Den Hitler jag ich in die Luft

Der Attentäter Georg Elser



Am 8. November 1939 scheiterte ein Attentatsversuch auf Adolf Hitler nur sehr knapp. Der schwäbische Schreinergeselle Georg Elser hatte erkannt, daß das Deutsche Reich unter nationalsozialistischer Führung auf einen großen Krieg zusteuerte, und hat nach aufwendiger Vorbereitung und unter ständiger Gefahr, entdeckt zu werden, eine Bombe gebaut, die den Diktator und eine Reihe seiner Anhänger in den Tod reißen sollte. Nur auf diese Weise sei Hitler zu stoppen, war Elser überzeugt.

Für ihn hätte es viele Gelegenheiten gegeben, von seinem riskanten Plan abzulassen, auszusteigen und das Attentat nicht durchzuführen. Er hätte eine erfolgreiche Laufbahn als Handwerker absolvieren und eine Familie gründen können. Er hätte sich schon irgendwie durchlaviert, hätte nur bei den passenden Gelegenheiten eifrig seinen Arm zum Gruß recken und ansonsten mit seinen Ansichten hinterm Berg halten müssen. Elser hätte noch nicht einmal jemanden verraten, wenn er seinen Attentatsplan aufgegeben hätte - außer sich selbst.
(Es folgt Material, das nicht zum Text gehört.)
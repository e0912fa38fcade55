use thiserror::Error;

/// The generic Error type, which provides coverage for all errors this library can potentially
/// return.
///
/// This enum covers all failure modes of IL decoding and control flow graph construction.
/// Graph construction is all-or-nothing for one method body: on any error, no partial
/// graph is returned. Callers that process many method bodies are expected to handle
/// failures per method and continue with the rest.
///
/// # Error Categories
///
/// ## Decoding Errors
/// - [`Error::InvalidOpcode`] - Undefined or reserved opcode byte
/// - [`Error::OutOfBounds`] - Attempted to read beyond the IL blob
///
/// ## Construction Errors
/// - [`Error::Empty`] - Empty instruction stream
/// - [`Error::MalformedOperand`] - Branch/switch operand has the wrong shape
/// - [`Error::InvalidTarget`] - Control transfer to an offset with no instruction
/// - [`Error::InvalidRegion`] - Inconsistent exception region descriptor
///
/// # Examples
///
/// ```rust
/// use cilflow::{Error, MethodBody};
///
/// match MethodBody::from_il(&[0xE1], vec![]) {
///     Ok(_) => unreachable!(),
///     Err(Error::InvalidOpcode { offset, opcode }) => {
///         eprintln!("bad opcode {opcode:#04X} at IL_{offset:04X}");
///     }
///     Err(e) => eprintln!("other error: {e}"),
/// }
/// ```
#[derive(Error, Debug, Clone, PartialEq, Eq)]
pub enum Error {
    /// An undefined or reserved opcode was encountered while decoding IL.
    ///
    /// The `opcode` field holds the offending byte; for `0xFE`-prefixed opcodes
    /// it holds the second byte of the pair.
    #[error("Invalid opcode {opcode:#04X} at IL_{offset:04X}")]
    InvalidOpcode {
        /// Offset of the instruction within the method body.
        offset: u32,
        /// The undefined opcode byte.
        opcode: u8,
    },

    /// An out of bound read would have occurred while decoding the IL blob.
    ///
    /// This happens when an instruction's operand extends past the end of the
    /// method body, which indicates a truncated or corrupted IL stream.
    #[error("Out of bound read would have occurred")]
    OutOfBounds,

    /// The provided instruction stream was empty.
    ///
    /// A control flow graph needs at least one instruction; the method entry
    /// block cannot be formed from nothing.
    #[error("Provided instruction stream was empty")]
    Empty,

    /// A branch or switch instruction carries an operand of the wrong shape.
    ///
    /// Single-target branches must carry a target offset, and `switch` must
    /// carry a target table. Anything else indicates an upstream decoding
    /// defect, not a recoverable runtime condition.
    #[error("Malformed branch operand at IL_{offset:04X}")]
    MalformedOperand {
        /// Offset of the instruction with the bad operand.
        offset: u32,
    },

    /// A control transfer references an offset that is not an instruction start.
    ///
    /// Raised for branch and switch targets. Producing a dangling block would
    /// violate the graph's offset index invariant, so construction aborts
    /// instead.
    #[error("Control transfer at IL_{offset:04X} targets invalid offset IL_{target:04X}")]
    InvalidTarget {
        /// Offset of the referencing instruction.
        offset: u32,
        /// The offset that does not start an instruction.
        target: u32,
    },

    /// An exception region descriptor is internally inconsistent.
    ///
    /// Covers inverted try/handler ranges, a filter start on a non-filter
    /// region (or a filter region without one), and region boundaries that do
    /// not land on an instruction offset.
    #[error("Invalid exception region: {0}")]
    InvalidRegion(String),
}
Wochenlang begab er sich in den Münchener Bürgerbräukeller, verbarg sich in einer Abstellkammer und bereitete nach Schließung des Lokals das Versteck für die Bombe vor. Er hat keine Mühen gescheut, die Fähigkeiten zum Bau der Zeitzünderbombe zu erlernen, unauffällig Informationen einzuholen und sich Sprengstoff zu besorgen. Es gibt keinen Zweifel, daß er sehr genau wußte, was er tat und warum es getan werden mußte. Das hat der Publizist, Verleger und Rundfunkautor Hellmut G. Haasis sowohl durch die ausführliche Rekonstruktion der Attentatsvorbereitungen als auch durch seine einfühlsamen Versuche, die Gedankenwelt Elsers transparent zu machen, zu einer gelungenen Biographie dieses von der bundesrepublikanischen Öffentlichkeit noch immer zu wenig zur Kenntnis genommenen Attentäters verdichtet.

Es hat allerdings den Anschein, als hätte sich der Unglaube der Gestapo und politischen Führung des Deutschen Reichs darüber, daß ein einfacher Handwerker widerständiges politisches Bewußtsein entwickeln und eine solch entschlossene Tat begehen konnte, in der Nachkriegszeit in der Analyse manchen Historikers fortgesetzt. Elser wurde allerhand zugeschrieben, bis hin zu der Spekulation, daß er in Wirklichkeit von Hitler angeheuert worden sei, weil dieser sich mit dem Mythos des von höheren Kräften beschützten Führers umgeben wollte.

Haasis' Charakterisierung des schwäbischen Schreiners dagegen wirkt stimmig. Elser war ein Einzeltäter. Er war ein sich der ihn bestimmenden gesellschaftlichen Umstände sehr bewußter und damit politisch prognosesicherer Mensch. Im Herzen war er Kommunist, eine Zeitlang sogar Mitglied des Rotfrontkämpferbunds, des paramilitärischen Kampfverbands der Kommunistischen Partei Deutschland (KPD).

Doch hätte er eine Karriere in der Partei angestrebt, wäre er womöglich nicht derjenige gewesen, dem es fast gelungen wäre, Adolf Hitler zu töten.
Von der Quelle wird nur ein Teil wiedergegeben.